25th Mayor of New York City
- In office 1699–1700
- Preceded by: Johannes de Peyster
- Succeeded by: Isaac De Riemer

Personal details
- Born: January 16, 1670 New York, New York
- Died: 1724 (aged 53–54)
- Resting place: Poughkeepsie Rural Cemetery
- Spouses: ; Helena Byvanck ​ ​(m. 1691; died 1698)​ ; Maria De Peyster ​ ​(1699⁠–⁠1700)​ ; Elizabeth Wakeman ​ ​(after 1708)​
- Relations: Johannes de Peyster III (nephew)
- Parent(s): David Provost Sr. Catherine Laurens

= David Provost =

American politician

David Provost or David Provoost (January 16, 1670 – 1724) was the 25th mayor of New York City, serving his appointment to the position from 1699 to 1700.

==Early life==
David Provost was born at his family's Pearl Street home, near Fulton Street, in New York City, on January 16, 1670, to David Provost Sr. (1642-1720), one of New Amsterdam's Dutch burghers, and Tryntje "Catherine" (née Laurens) Provost (1650–1707).

==Career==
In 1699, David Provost was appointed Mayor. During his administration, two new market houses were erected, one at Coenties Slip and the other at the foot of Broad Street. A hospital-home for the poor was established. Public street cleaners were hired, and homeowners were directed to pave in front of their houses or face a fine of twenty shillings.

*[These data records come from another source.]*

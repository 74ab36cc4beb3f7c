// SPDX-License-Identifier: MIT OR Apache-2.0
// SPDX-FileCopyrightText: 2024 John C. Murray

#![warn(clippy::all, clippy::pedantic, rust_2018_idioms)]
#![warn(missing_debug_implementations, clippy::unwrap_used)]
#![allow(
    clippy::module_name_repetitions,
    clippy::missing_errors_doc,
    clippy::missing_panics_doc
)]

//! Gateway process entry point.

use anyhow::Result;
use clap::Parser;
use tokio::signal;
use tokio::sync::watch;
use tracing::{error, info};
use zello_fne_gateway::{GatewayConfig, GatewayHost, initialize_logging, load_dotenv};

#[derive(Parser, Debug)]
#[command(name = "zello-fne-gateway")]
#[command(about = "Bridges a Zello channel to a P25/DMR FNE peer.")]
#[command(
    long_about = "Bridges push-to-talk audio and call control between a Zello\n\
channel and a P25/DMR FNE peer. Configuration is read from a YAML file\n\
(see --gen-config for an annotated template); values may be overridden\n\
with environment variables loaded from a '.env' file in the current\n\
directory."
)]
#[command(version = env!("CARGO_PKG_VERSION"))]
#[command(long_version = concat!(env!("CARGO_PKG_VERSION"), " / ", env!("GIT_VERSION")))]
struct Args {
    /// Path to the gateway's YAML config file. Falls back to
    /// `ZELLO_GATEWAY_CONFIG` if unset, then to `config.yml`.
    #[arg(short = 'c', long)]
    config: Option<String>,

    /// Print an annotated default config to stdout and exit.
    #[arg(long)]
    gen_config: bool,

    /// Override the `RUST_LOG`-style log filter.
    #[arg(long)]
    log_level: Option<String>,

    /// Build and wire the gateway but do not connect to Zello or the FNE peer.
    #[arg(long)]
    dry_run: bool,
}

#[tokio::main]
async fn main() -> Result<()> {
    let args = Args::parse();

    if args.gen_config {
        print!("{}", GatewayConfig::annotated_default_yaml());
        return Ok(());
    }

    if let Some(level) = &args.log_level {
        // SAFETY: single-threaded at this point in startup, before any other
        // code reads the environment.
        unsafe { std::env::set_var("RUST_LOG", level) };
    }

    let _ = load_dotenv();
    initialize_logging()?;

    let config_path = args
        .config
        .or_else(|| std::env::var("ZELLO_GATEWAY_CONFIG").ok())
        .unwrap_or_else(|| "config.yml".to_string());
    let config = GatewayConfig::load(&config_path)?;

    if args.dry_run {
        let _host = GatewayHost::build(config)?;
        info!("dry run: gateway wired successfully, exiting without connecting");
        return Ok(());
    }

    let mut host = GatewayHost::build(config)?;

    let (shutdown_tx, shutdown_rx) = watch::channel(false);
    tokio::spawn(async move {
        if signal::ctrl_c().await.is_ok() {
            info!("ctrl-c received, shutting down");
            let _ = shutdown_tx.send(true);
        }
    });

    if let Err(e) = host.run(shutdown_rx).await {
        error!("gateway exited with error: {e}");
        return Err(e.into());
    }

    Ok(())
}
// SPDX-License-Identifier: MIT OR Apache-2.0
// SPDX-FileCopyrightText: 2024 John C. Murray

//! Linear-interpolation sample-rate conversion between the 8 kHz radio
//! line and 16 kHz Zello leg. Not anti-aliased by design — at a 2x ratio
//! linear interpolation is adequate for voice intelligibility and is much
//! cheaper than a proper polyphase resampler.

/// Resample `input` from `in_rate` Hz to `out_rate` Hz using linear
/// interpolation. Output length is `floor(len * out_rate / in_rate)`.
#[must_use]
pub fn resample(input: &[i16], in_rate: u32, out_rate: u32) -> Vec<i16> {
    if in_rate == out_rate || input.is_empty() {
        return input.to_vec();
    }

    let len = input.len();
    let out_len = (len as u64 * u64::from(out_rate) / u64::from(in_rate)) as usize;
    let mut out = Vec::with_capacity(out_len);

    for i in 0..out_len {
        let p = f64::from(i as u32) * f64::from(in_rate) / f64::from(out_rate);
        let floor = p.floor() as usize;
        let frac = p - p.floor();

        let sample = if floor + 1 >= len {
            f64::from(input[floor.min(len - 1)])
        } else {
            let a = f64::from(input[floor]);
            let b = f64::from(input[floor + 1]);
            (1.0 - frac) * a + frac * b
        };

        out.push(sample.round().clamp(f64::from(i16::MIN), f64::from(i16::MAX)) as i16);
    }

    out
}

/// Upsample 8 kHz radio PCM to 16 kHz for the Zello leg.
#[must_use]
pub fn upsample_8k_to_16k(input: &[i16]) -> Vec<i16> {
    resample(input, 8000, 16000)
}

/// Downsample 16 kHz Zello PCM to 8 kHz for the radio leg.
#[must_use]
pub fn downsample_16k_to_8k(input: &[i16]) -> Vec<i16> {
    resample(input, 16000, 8000)
}

#[cfg(test)]
mod tests {
    use super::*;

    #[test]
    fn idempotent_at_equal_rates() {
        let samples: Vec<i16> = (0..200).map(|i| (i * 37) as i16).collect();
        assert_eq!(resample(&samples, 8000, 8000), samples);
        assert_eq!(resample(&samples, 16000, 16000), samples);
    }

    #[test]
    fn length_matches_formula() {
        let samples = vec![0i16; 160];
        assert_eq!(resample(&samples, 8000, 16000).len(), 320);

        let samples = vec![0i16; 960];
        assert_eq!(resample(&samples, 16000, 8000).len(), 480);
    }

    #[test]
    fn empty_input_stays_empty() {
        assert!(resample(&[], 8000, 16000).is_empty());
    }

    #[test]
    fn upsample_roundtrip_preserves_constant_signal() {
        let samples = vec![1000i16; 160];
        let up = upsample_8k_to_16k(&samples);
        assert_eq!(up.len(), 320);
        assert!(up.iter().all(|&s| (s - 1000).abs() <= 1));
    }

    #[test]
    fn last_sample_does_not_read_past_end() {
        let samples = vec![5i16, 10, 15];
        // out_rate > in_rate pushes some source positions to the last index
        let out = resample(&samples, 8000, 16000);
        assert_eq!(out.len(), 6);
    }
}
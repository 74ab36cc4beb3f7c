// SPDX-License-Identifier: MIT OR Apache-2.0
// SPDX-FileCopyrightText: 2024 John C. Murray

#![warn(clippy::all, clippy::pedantic, rust_2018_idioms)]
#![warn(missing_debug_implementations, clippy::unwrap_used)]
#![allow(
    clippy::module_name_repetitions,
    clippy::missing_errors_doc,
    clippy::missing_panics_doc
)]

use std::{fs, io, process::Command};

const GIT_FILE_NAME: &str = "src/git_version.txt";
const GIT_COMMAND: &str = "git";
const GIT_ARGUMENTS: &[&str] = &["describe", "--tags", "--dirty", "--always", "--long"];
const UNKNOWN_VERSION: &str = "unknown";

fn main() {
    let git_version = get_git_version().unwrap_or_else(|e| {
        eprintln!("cargo:warning=Failed to get git version: {e}");
        UNKNOWN_VERSION.to_string()
    });

    println!("cargo:rustc-env=GIT_VERSION={git_version}");
}

fn get_git_version() -> io::Result<String> {
    let output = Command::new(GIT_COMMAND).args(GIT_ARGUMENTS).output()?;

    if output.status.success() {
        Ok(String::from_utf8_lossy(&output.stdout).trim().to_string())
    } else {
        Err(io::Error::other(format!(
            "git command failed with status: {}",
            output.status
        )))
    }
}
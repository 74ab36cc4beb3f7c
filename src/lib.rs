// SPDX-License-Identifier: MIT OR Apache-2.0
// SPDX-FileCopyrightText: 2024 John C. Murray

#![warn(clippy::all, clippy::pedantic, rust_2018_idioms)]
#![warn(missing_debug_implementations, clippy::unwrap_used)]
#![allow(
    clippy::module_name_repetitions,
    clippy::missing_errors_doc,
    clippy::missing_panics_doc
)]
#![doc = include_str!("../README.md")]

pub mod alias;
pub mod bridge;
pub mod config;
pub mod error;
pub mod fne;
pub mod gateway;
pub mod jwt;
pub mod keepalive;
pub mod message;
pub mod protocol;
pub mod resampler;
pub mod session;
pub mod utilities;
pub mod vocoder;
pub mod voice_frame;

// Re-exports for convenience
pub use bridge::{CallBridge, ZelloCommand};
pub use config::GatewayConfig;
pub use error::{GatewayError, Result};
pub use fne::{FnePeer, UdpFnePeer};
pub use gateway::GatewayHost;
pub use message::{CodecHeader, Event, IncomingMessage, Message, Response};
pub use protocol::Protocol;
pub use session::{SessionEvent, SessionState, ZelloSession};
pub use utilities::{initialize_logging, load_dotenv, load_dotenv_from_file};

/// Library version
pub const VERSION: &str = env!("CARGO_PKG_VERSION");

/// GIT version
pub const GIT_VERSION: &str = env!("GIT_VERSION");

/// Zello uses a mono audio stream.
pub const OPUS_CHANNELS: audiopus::Channels = audiopus::Channels::Mono;

/// Zello uses a 16kHz sample rate.
pub const OPUS_SAMPLE_RATE: audiopus::SampleRate = audiopus::SampleRate::Hz16000;

/// Default Zello WebSocket URL.
pub const ZELLO_DEFAULT_URL: &str = "wss://zello.io/ws";

#[cfg(test)]
mod tests {
    use super::*;

    #[test]
    fn test_version() {
        assert!(!VERSION.is_empty());
    }

    #[test]
    fn test_git_version() {
        assert!(!GIT_VERSION.is_empty());
    }
}
// SPDX-License-Identifier: MIT OR Apache-2.0
// SPDX-FileCopyrightText: 2024 John C. Murray

//! Vocoder capability trait and the selectable implementations
//! ([`ImbeVocoder`], [`AmbeVocoder`], [`ExternalUsbVocoder`]) the gateway
//! picks between at construction time, per the "polymorphism over
//! vocoders" design note.
//!
//! The real MBE DSP (IMBE for P25, AMBE for DMR) is an external collaborator
//! per the scope of this repository — out of scope here means the actual
//! vocoder math, not the selection interface. Each implementation below
//! wraps a deterministic, reversible placeholder transform standing in for
//! that external library's `encode`/`decode` pair, so the framing and
//! call-state code above it — which is this gateway's actual subject
//! matter — can be built and tested without a proprietary codec.

use crate::error::Result;

/// One 20 ms voice frame at 8 kHz: 160 samples.
pub const VOICE_FRAME_SAMPLES: usize = 160;
/// One packed IMBE/AMBE codeword: 11 bytes (88 bits).
pub const CODEWORD_BYTES: usize = 11;

/// A vocoder: encodes 160 8 kHz PCM samples to an 11-byte codeword and
/// back, with an adjustable gain stage and an auto-gain toggle.
pub trait Vocoder: std::fmt::Debug + Send {
    /// Encode one 20 ms, 160-sample frame to an 11-byte codeword.
    ///
    /// # Errors
    ///
    /// Returns [`GatewayError::Codec`] if the underlying codec rejects the
    /// frame.
    fn encode(&mut self, samples: &[i16; VOICE_FRAME_SAMPLES]) -> Result<[u8; CODEWORD_BYTES]>;

    /// Decode an 11-byte codeword to one 20 ms, 160-sample frame.
    ///
    /// # Errors
    ///
    /// Returns [`GatewayError::Codec`] if the codeword is malformed.
    fn decode(&mut self, codeword: &[u8; CODEWORD_BYTES]) -> Result<[i16; VOICE_FRAME_SAMPLES]>;

    /// Current gain multiplier, applied as an int16 volume scale.
    fn gain(&self) -> f32;

    /// Set the gain multiplier.
    fn set_gain(&mut self, gain: f32);

    /// Whether automatic gain control is enabled.
    fn auto_gain(&self) -> bool;
}

fn apply_gain(samples: &mut [i16; VOICE_FRAME_SAMPLES], gain: f32) {
    if (gain - 1.0).abs() < f32::EPSILON {
        return;
    }
    for sample in samples.iter_mut() {
        let scaled = f32::from(*sample) * gain;
        *sample = scaled.round().clamp(f32::from(i16::MIN), f32::from(i16::MAX)) as i16;
    }
}

/// Pack 160 i16 samples (scaled to 11 bytes/88 bits) into a placeholder
/// codeword. This is a lossy but fully reversible-enough transform for
/// exercising framing and call-state logic; it is not a real MBE codec.
fn pack_placeholder(samples: &[i16; VOICE_FRAME_SAMPLES]) -> [u8; CODEWORD_BYTES] {
    let mut out = [0u8; CODEWORD_BYTES];
    // Downsample 160 samples to 88 bits by taking the sign + top 7 bits of
    // every other sample's magnitude band, packed MSB-first.
    let mut bit_index = 0usize;
    let mut byte = 0u8;
    for &sample in samples.iter().step_by(2).take(88) {
        let bit = u8::from(sample >= 0);
        byte = (byte << 1) | bit;
        bit_index += 1;
        if bit_index % 8 == 0 {
            out[bit_index / 8 - 1] = byte;
            byte = 0;
        }
    }
    out
}

fn unpack_placeholder(codeword: &[u8; CODEWORD_BYTES]) -> [i16; VOICE_FRAME_SAMPLES] {
    let mut out = [0i16; VOICE_FRAME_SAMPLES];
    const AMPLITUDE: i16 = 4000;
    for (i, slot) in out.iter_mut().enumerate() {
        let bit_pos = i / 2;
        if bit_pos >= 88 {
            *slot = 0;
            continue;
        }
        let byte = codeword[bit_pos / 8];
        let shift = 7 - (bit_pos % 8);
        let bit = (byte >> shift) & 1;
        *slot = if bit == 1 { AMPLITUDE } else { -AMPLITUDE };
    }
    out
}

/// Placeholder IMBE vocoder, selected when [`crate::config::TxMode::P25`]
/// is configured.
#[derive(Debug, Clone, Copy)]
pub struct ImbeVocoder {
    gain: f32,
    auto_gain: bool,
}

impl ImbeVocoder {
    #[must_use]
    pub fn new(gain: f32, auto_gain: bool) -> Self {
        Self { gain, auto_gain }
    }
}

impl Vocoder for ImbeVocoder {
    fn encode(&mut self, samples: &[i16; VOICE_FRAME_SAMPLES]) -> Result<[u8; CODEWORD_BYTES]> {
        let mut gained = *samples;
        apply_gain(&mut gained, self.gain);
        Ok(pack_placeholder(&gained))
    }

    fn decode(&mut self, codeword: &[u8; CODEWORD_BYTES]) -> Result<[i16; VOICE_FRAME_SAMPLES]> {
        let mut samples = unpack_placeholder(codeword);
        apply_gain(&mut samples, self.gain);
        Ok(samples)
    }

    fn gain(&self) -> f32 {
        self.gain
    }

    fn set_gain(&mut self, gain: f32) {
        self.gain = gain;
    }

    fn auto_gain(&self) -> bool {
        self.auto_gain
    }
}

/// Placeholder AMBE vocoder, selected when [`crate::config::TxMode::Dmr`]
/// is configured. Same 20 ms cadence as IMBE, different bit packing in a
/// real implementation — this placeholder shares the packing for
/// simplicity since the actual DSP is out of scope.
#[derive(Debug, Clone, Copy)]
pub struct AmbeVocoder {
    gain: f32,
    auto_gain: bool,
}

impl AmbeVocoder {
    #[must_use]
    pub fn new(gain: f32, auto_gain: bool) -> Self {
        Self { gain, auto_gain }
    }
}

impl Vocoder for AmbeVocoder {
    fn encode(&mut self, samples: &[i16; VOICE_FRAME_SAMPLES]) -> Result<[u8; CODEWORD_BYTES]> {
        let mut gained = *samples;
        apply_gain(&mut gained, self.gain);
        Ok(pack_placeholder(&gained))
    }

    fn decode(&mut self, codeword: &[u8; CODEWORD_BYTES]) -> Result<[i16; VOICE_FRAME_SAMPLES]> {
        let mut samples = unpack_placeholder(codeword);
        apply_gain(&mut samples, self.gain);
        Ok(samples)
    }

    fn gain(&self) -> f32 {
        self.gain
    }

    fn set_gain(&mut self, gain: f32) {
        self.gain = gain;
    }

    fn auto_gain(&self) -> bool {
        self.auto_gain
    }
}

/// External USB hardware vocoder dongle (e.g. a DVSI AMBE3000 board). The
/// source selects this at runtime alongside the software IMBE/AMBE paths;
/// the serial transport itself is out of scope, so this implementation
/// falls back to the same placeholder transform while preserving the
/// selectable-at-construction-time shape the design notes call for.
#[derive(Debug, Clone, Copy)]
pub struct ExternalUsbVocoder {
    gain: f32,
}

impl ExternalUsbVocoder {
    #[must_use]
    pub fn new(gain: f32) -> Self {
        Self { gain }
    }
}

impl Vocoder for ExternalUsbVocoder {
    fn encode(&mut self, samples: &[i16; VOICE_FRAME_SAMPLES]) -> Result<[u8; CODEWORD_BYTES]> {
        let mut gained = *samples;
        apply_gain(&mut gained, self.gain);
        Ok(pack_placeholder(&gained))
    }

    fn decode(&mut self, codeword: &[u8; CODEWORD_BYTES]) -> Result<[i16; VOICE_FRAME_SAMPLES]> {
        let mut samples = unpack_placeholder(codeword);
        apply_gain(&mut samples, self.gain);
        Ok(samples)
    }

    fn gain(&self) -> f32 {
        self.gain
    }

    fn set_gain(&mut self, gain: f32) {
        self.gain = gain;
    }

    fn auto_gain(&self) -> bool {
        false
    }
}

/// Construct the `Box<dyn Vocoder>` for a [`crate::config::TxMode`]. When
/// `external_usb` is set, the USB hardware dongle is selected instead of
/// the software IMBE/AMBE path regardless of `mode`.
#[must_use]
pub fn for_tx_mode(
    mode: crate::config::TxMode,
    encoder_gain: f32,
    decoder_auto_gain: bool,
    external_usb: bool,
) -> Box<dyn Vocoder> {
    if external_usb {
        return Box::new(ExternalUsbVocoder::new(encoder_gain));
    }
    match mode {
        crate::config::TxMode::P25 => Box::new(ImbeVocoder::new(encoder_gain, decoder_auto_gain)),
        crate::config::TxMode::Dmr => Box::new(AmbeVocoder::new(encoder_gain, decoder_auto_gain)),
    }
}
#[cfg(test)]
mod tests {
    use super::*;

    fn test_config() -> GatewayConfig {
        GatewayConfig::from_yaml(
            "
zelloChannel: Ops
sourceId: 1001
destinationId: 2002
txMode: p25
zelloAuthToken: static-token
",
        )
        .unwrap()
    }

    #[test]
    fn new_session_starts_disconnected() {
        let session = ZelloSession::new(test_config()).unwrap();
        assert_eq!(session.state(), SessionState::Disconnected);
        assert!(!session.stop_reconnect());
    }

    #[test]
    fn resolve_auth_token_prefers_static_token() {
        let session = ZelloSession::new(test_config()).unwrap();
        assert_eq!(session.resolve_auth_token().unwrap(), "static-token");
    }

    #[test]
    fn resolve_auth_token_errors_without_token_or_issuer() {
        let mut cfg = test_config();
        cfg.zello_auth_token = None;
        let session = ZelloSession::new(cfg).unwrap();
        assert!(session.resolve_auth_token().is_err());
    }

    #[test]
    fn page_alert_produces_radio_command_event() {
        let mut session = ZelloSession::new(test_config()).unwrap();
        let event = session.handle_control(
            IncomingMessage::parse(r#"{"command":"on_alert","from":"Alice","text":"page 9001"}"#)
                .unwrap(),
        );
        match event {
            Some(SessionEvent::RadioCommand { command, dst, .. }) => {
                assert_eq!(command, "page");
                assert_eq!(dst, 9001);
            }
            other => panic!("unexpected event: {other:?}"),
        }
    }

    #[test]
    fn channel_status_marks_authenticated_and_caches_refresh_token() {
        let mut session = ZelloSession::new(test_config()).unwrap();
        session.handle_control(
            IncomingMessage::parse(
                r#"{"command":"on_channel_status","status":"online","refresh_token":"abc"}"#,
            )
            .unwrap(),
        );
        assert_eq!(session.state(), SessionState::Authenticated);
        assert_eq!(session.refresh_token.as_deref(), Some("abc"));
    }

    #[test]
    fn bare_codec_header_response_is_stored_per_stream_regardless_of_command() {
        let mut session = ZelloSession::new(test_config()).unwrap();
        session.handle_control(
            IncomingMessage::parse(r#"{"codec_header":"QB8BPA==","stream_id":7}"#).unwrap(),
        );
        let stored = session.codec_headers.get(&7).expect("codec header should be stored");
        assert_eq!(stored.header.sample_rate_hz, 8000);
    }
}

impl std::fmt::Debug for SessionEvent {
    fn fmt(&self, f: &mut std::fmt::Formatter<'_>) -> std::fmt::Result {
        match self {
            Self::PcmReceived { samples, from } => f
                .debug_struct("PcmReceived")
                .field("len", &samples.len())
                .field("from", from)
                .finish(),
            Self::StreamEnd => write!(f, "StreamEnd"),
            Self::RadioCommand { command, src, dst } => f
                .debug_struct("RadioCommand")
                .field("command", command)
                .field("src", src)
                .field("dst", dst)
                .finish(),
        }
    }
}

The ferry to Long Island was contracted out for a term of seven years at a rent of one hundred and sixty-five pounds sterling per year. By the conditions of lease, the lessee was required to keep two large boats for corn and cattle, and two smaller boats for passengers. The city engaged to build a ferry-house on Nassau or Long Island, which the ferry operator was required to keep in repair.

In 1699, the firing of guns within New York City was strictly forbidden. A powder-house was ordered to be built for public use, and all persons were prohibited from keeping more than fifty pounds of powder in their house. A tax was levied on all flour and bread brought into the city. This tax, however, proved unpopular, and was annulled a few weeks later.

Provost was succeeded in office by Isaac De Riemer in 1700. After his tenure as Mayor, Provost served for a time as alderman.

==Personal life==
On June 1, 1691, Provost married Helena Byvanck (d. 1698) of Albany. Together, they were the parents of:

- Belitje Provost (b. 1692), who married Henry Coens
- Catharina Provost (b. 1694), who married Abraham Van Wyck (1695–1756)
- David Provost III (b. 1695), who married Johanna Rynders.
- Helena Provost (b. 1698), who married Cornelius Santvoort (b. 1692)

After her death, married Maria De Peyster (1659–1700) on January 28, 1699, the sister of his predecessor as Mayor, Johannes de Peyster, widow of John Spratt. Her daughter, Maria Spratt (1693–1760) was married to James Alexander (1691–1756), Attorney General of New Jersey. After her death, he married for the third time on May 15, 1708, to Elizabeth Wakeman (b. 1657), widow of Albert Dinny, of Fairfield, Connecticut.

He died in 1724 and his will was probated on January 27, 1724.

==Legacy==
Provost Avenue in The Bronx, New York is named for him.